Issue #66 – Neural Machine Translation Strategies for Low-Resource Languages
This week we are pleased to welcome the newest member to our scientific team, Dr. Chao-Hong Liu. In this, his first post with us, he’ll give his views on two specific MT strategies, namely, pivot MT and zero-shot MT. While we have covered these topics in previous ‘Neural MT Weekly’ blog posts (Issue #54, Issue #40), these are topics that Chao-Hong has recently worked on prior to joining Iconic. Take it away, Chao-Hong!
Author: Dr. Chao-Hong Liu, Machine Translation Scientist @ Iconic
In this post we will briefly review and discuss two main strategies, i.e. pivot MT and zero-shot MT, that were used to build neural machine translation (NMT) models without direct parallel data. The main reasons for developing these methods are that we wanted to build MT systems for language pairs where direct parallel corpora do not exist or are very small. These methods are especially useful when we are building MT systems for low-resource languages. However, they could also be used in other situations, e.g. the training of MT systems for specific domains.
Pivot Machine Translation
The strategy of pivot MT is to build two cascading systems pivoting through a popular language, to avoid the data scarcity problem in the training of MT systems. For example, if we want to build an MT system translating from Swahili to Greek, instead of building one direct system to do that, we build two systems, first translating Swahili to English and second translating from English to Greek. We do this because we have much more parallel data in the two language pairs of Swahili–English and English–Greek, than the direct Swahili–Greek corpus. Each of the two systems could be built using any kind of MT architectures, e.g. statistical MT, or NMT. Experiments show that this approach is still the best strategy to date, if, when building MT systems where direct parallel data is not available, we could find a pivot language, i.e. English in the example.
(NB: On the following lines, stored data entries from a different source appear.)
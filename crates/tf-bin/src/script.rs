//! Replay scripts: a TOML list of edit steps applied to one field.
//!
//! ```toml
//! width = 120.0
//!
//! [[step]]
//! op = "insert"
//! text = "hello"
//! source = "paste"
//!
//! [[step]]
//! op = "select"
//! start = 1
//! end = 3
//! ```

use core_actions::{MenuPolicy, TextField};
use core_events::{
    ChangeValueInfo, DeleteValueInfo, EditListener, InputSource, InsertValueInfo, PreviewText,
};
use core_model::TextLayout;
use core_text::TextRange;
use serde::Deserialize;
use std::cell::RefCell;
use std::rc::Rc;

#[derive(Debug, Deserialize)]
pub struct Script {
    /// Container width; the command line flag wins when both are given.
    #[serde(default)]
    pub width: Option<f32>,
    #[serde(default, rename = "step")]
    pub steps: Vec<Step>,
}

#[derive(Debug, Clone, Copy, Default, Deserialize)]
#[serde(rename_all = "snake_case")]
pub enum Source {
    #[default]
    Direct,
    Ime,
    Paste,
    AiWrite,
}

impl From<Source> for InputSource {
    fn from(s: Source) -> Self {
        match s {
            Source::Direct => InputSource::Direct,
            Source::Ime => InputSource::Ime,
            Source::Paste => InputSource::Paste,
            Source::AiWrite => InputSource::AiWrite,
        }
    }
}

#[derive(Debug, Clone, Copy, Default, Deserialize)]
#[serde(rename_all = "snake_case")]
pub enum Menu {
    #[default]
    Default,
    Show,
    Hide,
}

impl From<Menu> for MenuPolicy {
    fn from(m: Menu) -> Self {
        match m {
            Menu::Default => MenuPolicy::Default,
            Menu::Show => MenuPolicy::Show,
            Menu::Hide => MenuPolicy::Hide,
        }
    }
}

const fn one() -> usize {
    1
}

#[derive(Debug, Clone, Deserialize)]
#[serde(tag = "op", rename_all = "snake_case")]
pub enum Step {
    Insert {
        text: String,
        #[serde(default)]
        source: Source,
    },
    DeleteBackward {
        #[serde(default = "one")]
        count: usize,
    },
    DeleteForward {
        #[serde(default = "one")]
        count: usize,
    },
    DeleteRange {
        start: usize,
        end: usize,
    },
    Select {
        start: usize,
        end: usize,
        #[serde(default)]
        menu: Menu,
    },
    /// Without `start`/`end` the active preview (or selection) is replaced.
    Preview {
        text: String,
        start: Option<usize>,
        end: Option<usize>,
    },
    FinishPreview,
    DiscardPreview,
    SetValue {
        text: String,
    },
    MoveLeft,
    MoveRight,
    MoveLeftWord,
    MoveRightWord,
    LineBegin,
    LineEnd,
    ParagraphBegin,
    ParagraphEnd,
    SelectAll,
    SelectWord {
        offset: usize,
    },
    Click {
        x: f32,
        y: f32,
    },
    Copy,
    Cut,
    Paste,
    Undo,
    Redo,
    Blur,
    Frame,
}

impl Step {
    pub fn name(&self) -> &'static str {
        match self {
            Self::Insert { .. } => "insert",
            Self::DeleteBackward { .. } => "delete_backward",
            Self::DeleteForward { .. } => "delete_forward",
            Self::DeleteRange { .. } => "delete_range",
            Self::Select { .. } => "select",
            Self::Preview { .. } => "preview",
            Self::FinishPreview => "finish_preview",
            Self::DiscardPreview => "discard_preview",
            Self::SetValue { .. } => "set_value",
            Self::MoveLeft => "move_left",
            Self::MoveRight => "move_right",
            Self::MoveLeftWord => "move_left_word",
            Self::MoveRightWord => "move_right_word",
            Self::LineBegin => "line_begin",
            Self::LineEnd => "line_end",
            Self::ParagraphBegin => "paragraph_begin",
            Self::ParagraphEnd => "paragraph_end",
            Self::SelectAll => "select_all",
            Self::SelectWord { .. } => "select_word",
            Self::Click { .. } => "click",
            Self::Copy => "copy",
            Self::Cut => "cut",
            Self::Paste => "paste",
            Self::Undo => "undo",
            Self::Redo => "redo",
            Self::Blur => "blur",
            Self::Frame => "frame",
        }
    }
}

/// Apply one step and describe its outcome.
pub fn apply<L: TextLayout>(field: &mut TextField<L>, step: &Step) -> String {
    let inv = match step {
        Step::Insert { text, source } => field.insert_value(text, (*source).into()),
        Step::DeleteBackward { count } => field.delete_backward(*count),
        Step::DeleteForward { count } => field.delete_forward(*count),
        Step::DeleteRange { start, end } => field.delete_range(*start, *end),
        Step::Select { start, end, menu } => field.set_selection(*start, *end, (*menu).into()),
        Step::Preview { text, start, end } => {
            let range = match (start, end) {
                (Some(s), Some(e)) => Some(TextRange { start: *s, end: *e }),
                (Some(at), None) | (None, Some(at)) => Some(TextRange::caret(*at)),
                (None, None) => None,
            };
            return format!("status={}", field.set_preview_text(text, range));
        }
        Step::FinishPreview => field.finish_preview(),
        Step::DiscardPreview => field.discard_preview(),
        Step::SetValue { text } => field.set_value(text),
        Step::MoveLeft => return moved(field.cursor_move_left()),
        Step::MoveRight => return moved(field.cursor_move_right()),
        Step::MoveLeftWord => return moved(field.cursor_move_left_word()),
        Step::MoveRightWord => return moved(field.cursor_move_right_word()),
        Step::LineBegin => return moved(field.cursor_move_line_begin()),
        Step::LineEnd => return moved(field.cursor_move_line_end()),
        Step::ParagraphBegin => return moved(field.cursor_move_paragraph_begin()),
        Step::ParagraphEnd => return moved(field.cursor_move_paragraph_end()),
        Step::SelectAll => field.select_all(),
        Step::SelectWord { offset } => field.select_word_at(*offset),
        Step::Click { x, y } => field.place_caret_at_point(*x, *y),
        Step::Copy => field.copy(),
        Step::Cut => field.cut(),
        Step::Paste => field.paste(),
        Step::Undo => field.undo(),
        Step::Redo => field.redo(),
        Step::Blur => field.on_blur(),
        Step::Frame => field.process_frame(),
    };
    format!("{inv:?}")
}

fn moved(m: bool) -> String {
    format!("moved={m}")
}

/// Final state lines printed after the replay.
pub fn summary<L: TextLayout>(field: &TextField<L>) -> Vec<String> {
    let sel = field.selection();
    let caret = field.caret_rect();
    let mut out = vec![
        format!("text: {:?}", field.text_value()),
        format!("committed: {:?}", field.committed_value()),
        format!("caret: {} ({:?})", field.caret_index(), field.affinity()),
        format!("selection: {}..{}", sel.start, sel.end),
        format!(
            "caret_rect: x={} y={} w={} h={}",
            caret.x, caret.y, caret.width, caret.height
        ),
    ];
    let preview = field.preview_text();
    if let Some(offset) = preview.offset {
        out.push(format!("preview: {:?} at {offset}", preview.value));
    }
    out
}

// -------------------------------------------------------------------------------------------------
// Transcript
// -------------------------------------------------------------------------------------------------

/// Shared log of callbacks and step outcomes, in firing order.
#[derive(Debug, Clone, Default)]
pub struct Transcript {
    lines: Rc<RefCell<Vec<String>>>,
}

impl Transcript {
    pub fn push(&self, line: String) {
        self.lines.borrow_mut().push(line);
    }

    pub fn lines(&self) -> Vec<String> {
        self.lines.borrow().clone()
    }

    pub fn listener(&self) -> Box<dyn EditListener> {
        Box::new(TranscriptListener {
            transcript: self.clone(),
        })
    }
}

struct TranscriptListener {
    transcript: Transcript,
}

impl EditListener for TranscriptListener {
    fn on_will_insert(&mut self, info: &InsertValueInfo) -> bool {
        self.transcript
            .push(format!("  will_insert offset={} value={:?}", info.offset, info.value));
        true
    }
    fn on_did_insert(&mut self, info: &InsertValueInfo) {
        self.transcript
            .push(format!("  did_insert offset={} value={:?}", info.offset, info.value));
    }
    fn on_will_delete(&mut self, info: &DeleteValueInfo) -> bool {
        self.transcript.push(format!(
            "  will_delete offset={} direction={:?} value={:?}",
            info.offset, info.direction, info.value
        ));
        true
    }
    fn on_did_delete(&mut self, info: &DeleteValueInfo) {
        self.transcript.push(format!(
            "  did_delete offset={} direction={:?} value={:?}",
            info.offset, info.direction, info.value
        ));
    }
    fn on_will_change(&mut self, info: &ChangeValueInfo) -> bool {
        self.transcript
            .push(format!("  will_change {:?} -> {:?}", info.old_content, info.value));
        true
    }
    fn on_change(&mut self, value: &str, preview: &PreviewText) {
        match preview.offset {
            Some(at) => self
                .transcript
                .push(format!("  change {value:?} preview={:?}@{at}", preview.value)),
            None => self.transcript.push(format!("  change {value:?}")),
        }
    }
    fn on_selection_change(&mut self, start: usize, end: usize) {
        self.transcript.push(format!("  selection_change {start}..{end}"));
    }
    fn on_copy(&mut self, value: &str) {
        self.transcript.push(format!("  copy {value:?}"));
    }
    fn on_cut(&mut self, value: &str) {
        self.transcript.push(format!("  cut {value:?}"));
    }
    fn on_paste(&mut self, value: &str) -> bool {
        self.transcript.push(format!("  paste {value:?}"));
        true
    }
}
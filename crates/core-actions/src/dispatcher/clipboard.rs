//! Clipboard handlers.
//!
//! * copy:  clipboard write -> `on_copy`
//! * cut:   delete sequence over the selection (`will_delete` ->
//!   `will_change` -> mutate -> `did_delete`) -> clipboard write -> `on_cut`
//!   -> `on_change`
//! * paste: clipboard read -> `on_paste` (vetoable) -> insert sequence with
//!   `InputSource::Paste`
//!
//! Copy and cut need a selection. Both are refused, silently, when the copy
//! options are `None` or the field holds a password.

use super::{EditContext, content_changed, edit, preview};
use core_events::{InputSource, Invalidation};
use core_text::{EditError, EditResult};
use tracing::{debug, trace};

fn copy_refused(ctx: &EditContext<'_>, op: &'static str) -> bool {
    let input_type = ctx.state.buffer.policy().input_type;
    let refused = !ctx.copy_options.allows_copy() || !input_type.allows_copy();
    if refused {
        debug!(
            target: "actions.dispatch",
            op,
            copy_options = ?ctx.copy_options,
            ?input_type,
            "clipboard_refused"
        );
    }
    refused
}

pub(crate) fn handle_copy(ctx: &mut EditContext<'_>) -> EditResult<Invalidation> {
    let sel = ctx.state.selection.range();
    if sel.is_empty() || copy_refused(ctx, "copy") {
        return Ok(Invalidation::empty());
    }
    let value = ctx.state.buffer.slice(sel.start, sel.end)?;
    ctx.clipboard.write(&value);
    trace!(target: "actions.dispatch", op = "copy", start = sel.start, end = sel.end, "clipboard");
    ctx.listeners.fire_copy(&value);
    Ok(Invalidation::empty())
}

pub(crate) fn handle_cut(ctx: &mut EditContext<'_>) -> EditResult<Invalidation> {
    // Committing a composition moves only the caret, so the range stays valid.
    let sel = ctx.state.selection.range();
    if sel.is_empty() || copy_refused(ctx, "cut") {
        return Ok(Invalidation::empty());
    }
    let inv = preview::finish_implicit(ctx)?;
    let value = ctx.state.buffer.slice(sel.start, sel.end)?;
    match edit::delete_range_span(ctx, sel) {
        Ok(true) => {}
        Ok(false) => return Ok(inv),
        Err(EditError::Vetoed) => return edit::vetoed_after(ctx, inv, false),
        Err(e) => return Err(e),
    }
    ctx.clipboard.write(&value);
    trace!(target: "actions.dispatch", op = "cut", start = sel.start, end = sel.end, "clipboard");
    ctx.listeners.fire_cut(&value);
    ctx.notify_change();
    Ok(inv | content_changed())
}

pub(crate) fn handle_paste(ctx: &mut EditContext<'_>) -> EditResult<Invalidation> {
    let Some(value) = ctx.clipboard.read().filter(|v| !v.is_empty()) else {
        trace!(target: "actions.dispatch", op = "paste", "clipboard_empty");
        return Ok(Invalidation::empty());
    };
    if !ctx.listeners.fire_paste(&value) {
        return Err(EditError::Vetoed);
    }
    edit::handle_insert(ctx, &value, InputSource::Paste)
}
//! Edit lifecycle payloads, listener registration and repaint hints.
//!
//! Every content-affecting operation fires a fixed sequence of hooks:
//! `will_*` (vetoable) -> `will_change` (vetoable) -> mutation -> `did_*` ->
//! `change`. The sequencer in `core-actions` owns the ordering; this crate only
//! defines the payloads and the fan-out to registered listeners.
//!
//! Clipboard operations add `on_copy`, `on_cut` (after the delete sequence)
//! and `on_paste` (vetoable, ahead of the insert sequence).

use core_text::TextRange;
use tracing::trace;

// -------------------------------------------------------------------------------------------------
// Payloads
// -------------------------------------------------------------------------------------------------

#[derive(Debug, Clone, Copy, PartialEq, Eq)]
pub enum DeleteDirection {
    Backward,
    Forward,
}

/// Origin of an insert request. Informational only; every source goes through
/// the same queue and callbacks.
#[derive(Debug, Clone, Copy, PartialEq, Eq, Default)]
pub enum InputSource {
    #[default]
    Direct,
    Ime,
    Paste,
    AiWrite,
}

#[derive(Debug, Clone, PartialEq, Eq)]
pub struct InsertValueInfo {
    /// Insertion point for `will`, caret after insertion for `did`.
    pub offset: usize,
    pub value: String,
}

#[derive(Debug, Clone, PartialEq, Eq)]
pub struct DeleteValueInfo {
    /// Caret before deletion for `will`, caret after deletion for `did`.
    pub offset: usize,
    pub direction: DeleteDirection,
    /// Removed text, read before the mutation.
    pub value: String,
}

/// Uncommitted composition text. `offset == None` means no preview.
#[derive(Debug, Clone, PartialEq, Eq, Default)]
pub struct PreviewText {
    pub offset: Option<usize>,
    pub value: String,
}

impl PreviewText {
    pub fn at(offset: usize, value: impl Into<String>) -> Self {
        Self {
            offset: Some(offset),
            value: value.into(),
        }
    }

    pub fn is_active(&self) -> bool {
        self.offset.is_some()
    }
}

/// Whole-value view of a pending change, passed to `on_will_change`.
///
/// `old_content` and `value` exclude preview text; the preview is described
/// separately so listeners can tell committed content from composition.
#[derive(Debug, Clone, PartialEq, Eq, Default)]
pub struct ChangeValueInfo {
    pub old_content: String,
    pub value: String,
    pub range_before: TextRange,
    pub range_after: TextRange,
    pub old_preview_text: PreviewText,
    pub preview_text: PreviewText,
}

// -------------------------------------------------------------------------------------------------
// Listeners
// -------------------------------------------------------------------------------------------------

/// Vetoable hooks, as reported in veto traces.
#[derive(Debug, Clone, Copy, PartialEq, Eq, Hash)]
pub enum EditPhase {
    Paste,
    WillInsert,
    WillDelete,
    WillChange,
}

/// Observer for edit lifecycle hooks. Every method has a permissive default so
/// implementors override only what they need. Returning `false` from a `will`
/// hook vetoes the whole operation.
pub trait EditListener {
    fn on_will_insert(&mut self, _info: &InsertValueInfo) -> bool {
        true
    }
    fn on_did_insert(&mut self, _info: &InsertValueInfo) {}
    fn on_will_delete(&mut self, _info: &DeleteValueInfo) -> bool {
        true
    }
    fn on_did_delete(&mut self, _info: &DeleteValueInfo) {}
    fn on_will_change(&mut self, _info: &ChangeValueInfo) -> bool {
        true
    }
    /// Terminal notification with the committed value and active preview.
    fn on_change(&mut self, _value: &str, _preview: &PreviewText) {}
    fn on_selection_change(&mut self, _start: usize, _end: usize) {}
    /// Selected text was written to the clipboard.
    fn on_copy(&mut self, _value: &str) {}
    /// Selected text was written to the clipboard and deleted.
    fn on_cut(&mut self, _value: &str) {}
    /// Clipboard text about to be inserted; `false` cancels the paste.
    fn on_paste(&mut self, _value: &str) -> bool {
        true
    }
}

type Veto<T> = Box<dyn FnMut(&T) -> bool>;
type Notify<T> = Box<dyn FnMut(&T)>;

/// Closure-backed listener for hosts that register hooks one at a time.
#[derive(Default)]
pub struct EditCallbacks {
    will_insert: Option<Veto<InsertValueInfo>>,
    did_insert: Option<Notify<InsertValueInfo>>,
    will_delete: Option<Veto<DeleteValueInfo>>,
    did_delete: Option<Notify<DeleteValueInfo>>,
    will_change: Option<Veto<ChangeValueInfo>>,
    change: Option<Box<dyn FnMut(&str, &PreviewText)>>,
    selection_change: Option<Box<dyn FnMut(usize, usize)>>,
    copy: Option<Box<dyn FnMut(&str)>>,
    cut: Option<Box<dyn FnMut(&str)>>,
    paste: Option<Box<dyn FnMut(&str) -> bool>>,
}

impl EditCallbacks {
    pub fn new() -> Self {
        Self::default()
    }

    pub fn will_insert(mut self, f: impl FnMut(&InsertValueInfo) -> bool + 'static) -> Self {
        self.will_insert = Some(Box::new(f));
        self
    }

    pub fn did_insert(mut self, f: impl FnMut(&InsertValueInfo) + 'static) -> Self {
        self.did_insert = Some(Box::new(f));
        self
    }

    pub fn will_delete(mut self, f: impl FnMut(&DeleteValueInfo) -> bool + 'static) -> Self {
        self.will_delete = Some(Box::new(f));
        self
    }

    pub fn did_delete(mut self, f: impl FnMut(&DeleteValueInfo) + 'static) -> Self {
        self.did_delete = Some(Box::new(f));
        self
    }

    pub fn will_change(mut self, f: impl FnMut(&ChangeValueInfo) -> bool + 'static) -> Self {
        self.will_change = Some(Box::new(f));
        self
    }

    pub fn change(mut self, f: impl FnMut(&str, &PreviewText) + 'static) -> Self {
        self.change = Some(Box::new(f));
        self
    }

    pub fn selection_change(mut self, f: impl FnMut(usize, usize) + 'static) -> Self {
        self.selection_change = Some(Box::new(f));
        self
    }

    pub fn copy(mut self, f: impl FnMut(&str) + 'static) -> Self {
        self.copy = Some(Box::new(f));
        self
    }

    pub fn cut(mut self, f: impl FnMut(&str) + 'static) -> Self {
        self.cut = Some(Box::new(f));
        self
    }

    pub fn paste(mut self, f: impl FnMut(&str) -> bool + 'static) -> Self {
        self.paste = Some(Box::new(f));
        self
    }
}

impl EditListener for EditCallbacks {
    fn on_will_insert(&mut self, info: &InsertValueInfo) -> bool {
        self.will_insert.as_mut().is_none_or(|f| f(info))
    }
    fn on_did_insert(&mut self, info: &InsertValueInfo) {
        if let Some(f) = self.did_insert.as_mut() {
            f(info);
        }
    }
    fn on_will_delete(&mut self, info: &DeleteValueInfo) -> bool {
        self.will_delete.as_mut().is_none_or(|f| f(info))
    }
    fn on_did_delete(&mut self, info: &DeleteValueInfo) {
        if let Some(f) = self.did_delete.as_mut() {
            f(info);
        }
    }
    fn on_will_change(&mut self, info: &ChangeValueInfo) -> bool {
        self.will_change.as_mut().is_none_or(|f| f(info))
    }
    fn on_change(&mut self, value: &str, preview: &PreviewText) {
        if let Some(f) = self.change.as_mut() {
            f(value, preview);
        }
    }
    fn on_selection_change(&mut self, start: usize, end: usize) {
        if let Some(f) = self.selection_change.as_mut() {
            f(start, end);
        }
    }
    fn on_copy(&mut self, value: &str) {
        if let Some(f) = self.copy.as_mut() {
            f(value);
        }
    }
    fn on_cut(&mut self, value: &str) {
        if let Some(f) = self.cut.as_mut() {
            f(value);
        }
    }
    fn on_paste(&mut self, value: &str) -> bool {
        self.paste.as_mut().is_none_or(|f| f(value))
    }
}

/// Ordered set of listeners. `fire_will_*` stop at the first veto so later
/// listeners never observe an operation that will not happen.
#[derive(Default)]
pub struct ListenerRegistry {
    listeners: Vec<Box<dyn EditListener>>,
}

impl ListenerRegistry {
    pub fn new() -> Self {
        Self::default()
    }

    pub fn register(&mut self, listener: Box<dyn EditListener>) {
        self.listeners.push(listener);
    }

    pub fn len(&self) -> usize {
        self.listeners.len()
    }

    pub fn is_empty(&self) -> bool {
        self.listeners.is_empty()
    }

    fn veto(
        &mut self,
        phase: EditPhase,
        mut f: impl FnMut(&mut dyn EditListener) -> bool,
    ) -> bool {
        for (idx, l) in self.listeners.iter_mut().enumerate() {
            if !f(l.as_mut()) {
                trace!(target: "actions.dispatch", ?phase, listener = idx, "vetoed");
                return false;
            }
        }
        true
    }

    pub fn fire_will_insert(&mut self, info: &InsertValueInfo) -> bool {
        self.veto(EditPhase::WillInsert, |l| l.on_will_insert(info))
    }

    pub fn fire_did_insert(&mut self, info: &InsertValueInfo) {
        self.listeners.iter_mut().for_each(|l| l.on_did_insert(info));
    }

    pub fn fire_will_delete(&mut self, info: &DeleteValueInfo) -> bool {
        self.veto(EditPhase::WillDelete, |l| l.on_will_delete(info))
    }

    pub fn fire_did_delete(&mut self, info: &DeleteValueInfo) {
        self.listeners.iter_mut().for_each(|l| l.on_did_delete(info));
    }

    pub fn fire_will_change(&mut self, info: &ChangeValueInfo) -> bool {
        self.veto(EditPhase::WillChange, |l| l.on_will_change(info))
    }

    pub fn fire_change(&mut self, value: &str, preview: &PreviewText) {
        self.listeners.iter_mut().for_each(|l| l.on_change(value, preview));
    }

    pub fn fire_selection_change(&mut self, start: usize, end: usize) {
        self.listeners
            .iter_mut()
            .for_each(|l| l.on_selection_change(start, end));
    }

    pub fn fire_copy(&mut self, value: &str) {
        self.listeners.iter_mut().for_each(|l| l.on_copy(value));
    }

    pub fn fire_cut(&mut self, value: &str) {
        self.listeners.iter_mut().for_each(|l| l.on_cut(value));
    }

    pub fn fire_paste(&mut self, value: &str) -> bool {
        self.veto(EditPhase::Paste, |l| l.on_paste(value))
    }
}

// -------------------------------------------------------------------------------------------------
// Repaint hints
// -------------------------------------------------------------------------------------------------

bitflags::bitflags! {
    /// What the host must refresh after a processing pass.
    #[derive(Clone, Copy, Debug, Default, PartialEq, Eq, Hash)]
    pub struct Invalidation: u8 {
        const CONTENT   = 0b0000_0001; // relayout + repaint text
        const SELECTION = 0b0000_0010;
        const CARET     = 0b0000_0100;
        const PREVIEW   = 0b0000_1000; // composition underline
    }
}
//! Handlers applying one `PendingOperation` to field state.
//!
//! Sub-modules:
//! * `clipboard` - copy, cut and paste
//! * `edit`      - insert, delete (backward/forward/range) and whole-value set
//! * `preview`   - composition set / finish / discard
//! * `selection` - explicit selection with menu policy
//! * `undo`      - undo / redo through the snapshot engine
//!
//! Every handler runs the full callback sequence for its operation before
//! returning. A `will` veto surfaces as `Err(EditError::Vetoed)` when nothing
//! was applied yet; once part of an operation has mutated the buffer the
//! handler reports the invalidation it produced instead.

use crate::PendingOperation;
use core_events::{Invalidation, ListenerRegistry, PreviewText};
use core_state::{Clipboard, CopyOptions, FieldState};
use core_text::EditResult;

mod clipboard;
mod edit;
mod preview;
mod selection;
mod undo;

/// Mutable view over the state one operation may touch.
pub(crate) struct EditContext<'a> {
    pub state: &'a mut FieldState,
    pub listeners: &'a mut ListenerRegistry,
    pub clipboard: &'a mut dyn Clipboard,
    pub copy_options: CopyOptions,
    pub preview_enabled: bool,
}

impl EditContext<'_> {
    /// Terminal `on_change` with the committed value and active preview.
    pub(crate) fn notify_change(&mut self) {
        let value = self.state.committed_value();
        let preview = preview_text(self.state);
        self.listeners.fire_change(&value, &preview);
    }
}

/// Active composition as reported to listeners.
pub(crate) fn preview_text(state: &FieldState) -> PreviewText {
    state.preview.span().map_or_else(PreviewText::default, |span| {
        PreviewText::at(span.start, span.text.clone())
    })
}

pub(crate) fn dispatch(
    op: PendingOperation,
    ctx: &mut EditContext<'_>,
) -> EditResult<Invalidation> {
    match op {
        PendingOperation::Insert { text, source } => edit::handle_insert(ctx, &text, source),
        PendingOperation::DeleteBackward(count) => edit::handle_delete_backward(ctx, count),
        PendingOperation::DeleteForward(count) => edit::handle_delete_forward(ctx, count),
        PendingOperation::DeleteRange { start, end } => edit::handle_delete_range(ctx, start, end),
        PendingOperation::SetValue(text) => edit::handle_set_value(ctx, &text),
        PendingOperation::SetPreview { range, text } => {
            preview::handle_set_preview(ctx, range, &text)
        }
        PendingOperation::FinishPreview => preview::handle_finish(ctx),
        PendingOperation::DiscardPreview => preview::handle_discard(ctx),
        PendingOperation::SetSelection { start, end, menu } => {
            selection::handle_set_selection(ctx, start, end, menu)
        }
        PendingOperation::Copy => clipboard::handle_copy(ctx),
        PendingOperation::Cut => clipboard::handle_cut(ctx),
        PendingOperation::Paste => clipboard::handle_paste(ctx),
        PendingOperation::Undo => undo::handle_undo(ctx),
        PendingOperation::Redo => undo::handle_redo(ctx),
    }
}

/// Invalidation for an operation that changed content and moved the caret.
pub(crate) fn content_changed() -> Invalidation {
    Invalidation::CONTENT | Invalidation::SELECTION | Invalidation::CARET
}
Zero-shot Machine Translation
The zero-shot approach is to build a single NMT model using the same parallel data that we have in pivot MT. This might be the most important idea since the invention of NMT, in my opinion. Using the same example, we put both Swahili-to-English and English-to-Greek parallel data in the training of one neural model, using a small amount of Swahili-to-Greek development data to guide the training procedure. And the trained single model, in a zero-shot setup, will be able to translate directly from Swahili to Greek, even though there is no direct Swahili–Greek parallel corpus used in the training.
Although the idea is great, we still didn’t see very strong evidence that the zero-shot approach really works. The only experiments we have came from those models where source and target languages are close to each other in terms of linguistics, e.g. Portuguese and Spanish. Using the same training strategy for other language pairs, e.g. those in the UN parallel corpora, the experiments didn’t show zero-shot is working. We also used forward and back-translation to prepare directly parallel corpus (Swahili–Greek in our example) from the data we have (e.g. Swahili–English and English–Greek). It achieved comparable results compared to pivot MT. However, in this approach, a direct Swahili–Greek parallel corpus is prepared for the training of final single NMT model, therefore it is not clear if the zero-shot MT idea is working or not.
In this post, two main strategies which we used to build MT systems without direct parallel data were briefly discussed. Pivot MT is still a good and reliable strategy to develop systems for many low-resource languages, if we have a pivot language to bridge the source and target languages. There are some developments in zero-shot MT; it shows that when incorporating forward and back-translation before the resulting single NMT model training, the performance is comparable to pivot MT. However, it would then not be purely zero-shot in terms of NMT model training. Personally, I think this is the frontier of AI research, that the models could learn something out of the data we provided. The breakthrough, in my opinion, might come from the improvement on NMT modeling, rather than adding more language pairs to the current model and hoping zero-shot MT will work when we have added enough.